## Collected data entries
========

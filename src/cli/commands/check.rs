use std::collections::BTreeMap;

use anyhow::Result;

use super::project::Project;
use crate::{
    cli::{args::CheckCommand, exit_status::ExitStatus, report},
    core::{
        LocaleCode, PhraseKind,
        parsers::json::{MessageFile, MessageScanWarning},
    },
};

#[derive(Debug, Clone, Copy, PartialEq, Eq, PartialOrd, Ord)]
pub enum Severity {
    Error,
    Warning,
}

/// A problem found by comparing locales against the reference locale.
#[derive(Debug, Clone, PartialEq, Eq)]
pub enum CheckIssue {
    /// A message file that could not be loaded.
    LoadFailed { file_path: String, error: String },
    /// Token present in the reference locale but not in `locale`.
    Missing {
        token: String,
        locale: LocaleCode,
        file_path: String,
    },
    /// Token present in `locale` but not in the reference locale.
    Extra {
        token: String,
        locale: LocaleCode,
        file_path: String,
    },
    /// Token present in both, with a different phrase kind.
    KindMismatch {
        token: String,
        locale: LocaleCode,
        file_path: String,
        expected: PhraseKind,
        found: PhraseKind,
    },
}

impl CheckIssue {
    pub fn severity(&self) -> Severity {
        match self {
            CheckIssue::Extra { .. } => Severity::Warning,
            _ => Severity::Error,
        }
    }

    pub fn file_path(&self) -> &str {
        match self {
            CheckIssue::LoadFailed { file_path, .. }
            | CheckIssue::Missing { file_path, .. }
            | CheckIssue::Extra { file_path, .. }
            | CheckIssue::KindMismatch { file_path, .. } => file_path,
        }
    }

    pub fn message(&self) -> String {
        match self {
            CheckIssue::LoadFailed { .. } => "message file could not be loaded".to_string(),
            CheckIssue::Missing { token, locale, .. } => {
                format!("\"{}\" is missing in locale '{}'", token, locale)
            }
            CheckIssue::Extra { token, locale, .. } => {
                format!("\"{}\" exists only in locale '{}'", token, locale)
            }
            CheckIssue::KindMismatch { token, locale, .. } => {
                format!("\"{}\" has a different shape in locale '{}'", token, locale)
            }
        }
    }

    pub fn details(&self) -> Option<String> {
        match self {
            CheckIssue::LoadFailed { error, .. } => Some(error.clone()),
            CheckIssue::KindMismatch {
                expected, found, ..
            } => Some(format!("expected {}, found {}", expected, found)),
            _ => None,
        }
    }

    pub fn rule(&self) -> &'static str {
        match self {
            CheckIssue::LoadFailed { .. } => "load-error",
            CheckIssue::Missing { .. } => "missing-token",
            CheckIssue::Extra { .. } => "extra-token",
            CheckIssue::KindMismatch { .. } => "kind-mismatch",
        }
    }
}

pub fn check(cmd: CheckCommand) -> Result<ExitStatus> {
    let project = Project::load(&cmd.common)?;

    let mut issues: Vec<CheckIssue> = load_issues(&project.messages.warnings);
    let files = &project.messages.files;
    if let Some(locale) = project.reference_locale()
        && let Some(reference) = files.iter().find(|f| &f.dictionary.locale == locale)
    {
        issues.extend(compare_locales(reference, files));
    }

    for issue in &mut issues {
        relativize(&project, issue);
    }

    if issues.is_empty() {
        report::print_success(project.messages.files.len());
        return Ok(ExitStatus::Success);
    }

    report::print_issues(&issues);
    Ok(ExitStatus::Failure)
}

pub fn load_issues(warnings: &[MessageScanWarning]) -> Vec<CheckIssue> {
    warnings
        .iter()
        .map(|w| CheckIssue::LoadFailed {
            file_path: w.file_path.clone(),
            error: w.error.clone(),
        })
        .collect()
}

/// Compare every file in `files` except `reference` against `reference`.
///
/// Issues are ordered by file, then token.
pub fn compare_locales(reference: &MessageFile, files: &[MessageFile]) -> Vec<CheckIssue> {
    let expected = token_kinds(reference);
    let mut issues = Vec::new();

    for file in files {
        if file.dictionary.locale == reference.dictionary.locale {
            continue;
        }
        let locale = &file.dictionary.locale;
        let actual = token_kinds(file);

        for (token, kind) in &expected {
            match actual.get(token) {
                None => issues.push(CheckIssue::Missing {
                    token: token.clone(),
                    locale: locale.clone(),
                    file_path: file.file_path.clone(),
                }),
                Some(found) if found != kind => issues.push(CheckIssue::KindMismatch {
                    token: token.clone(),
                    locale: locale.clone(),
                    file_path: file.file_path.clone(),
                    expected: *kind,
                    found: *found,
                }),
                Some(_) => {}
            }
        }

        for token in actual.keys().filter(|t| !expected.contains_key(*t)) {
            issues.push(CheckIssue::Extra {
                token: token.clone(),
                locale: locale.clone(),
                file_path: file.file_path.clone(),
            });
        }
    }

    issues
}

/// Tokens keyed without variant markers, so a variant map and a plain
/// text under the same path compare as a kind mismatch.
fn token_kinds(file: &MessageFile) -> BTreeMap<String, PhraseKind> {
    file.dictionary
        .phrases
        .tokens()
        .into_iter()
        .map(|entry| (bare_token(&entry.token), entry.kind))
        .collect()
}

fn bare_token(token: &str) -> String {
    crate::core::token_segments(token).join(".")
}

fn relativize(project: &Project, issue: &mut CheckIssue) {
    let path = match issue {
        CheckIssue::LoadFailed { file_path, .. }
        | CheckIssue::Missing { file_path, .. }
        | CheckIssue::Extra { file_path, .. }
        | CheckIssue::KindMismatch { file_path, .. } => file_path,
    };
    *path = project.display_path(path).to_string();
}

========

Pull out all lines from the entries above that include the word "Severity".

## Expected output
pub enum Severity {
    pub fn severity(&self) -> Severity {
            CheckIssue::Extra { .. } => Severity::Warning,
            _ => Severity::Error,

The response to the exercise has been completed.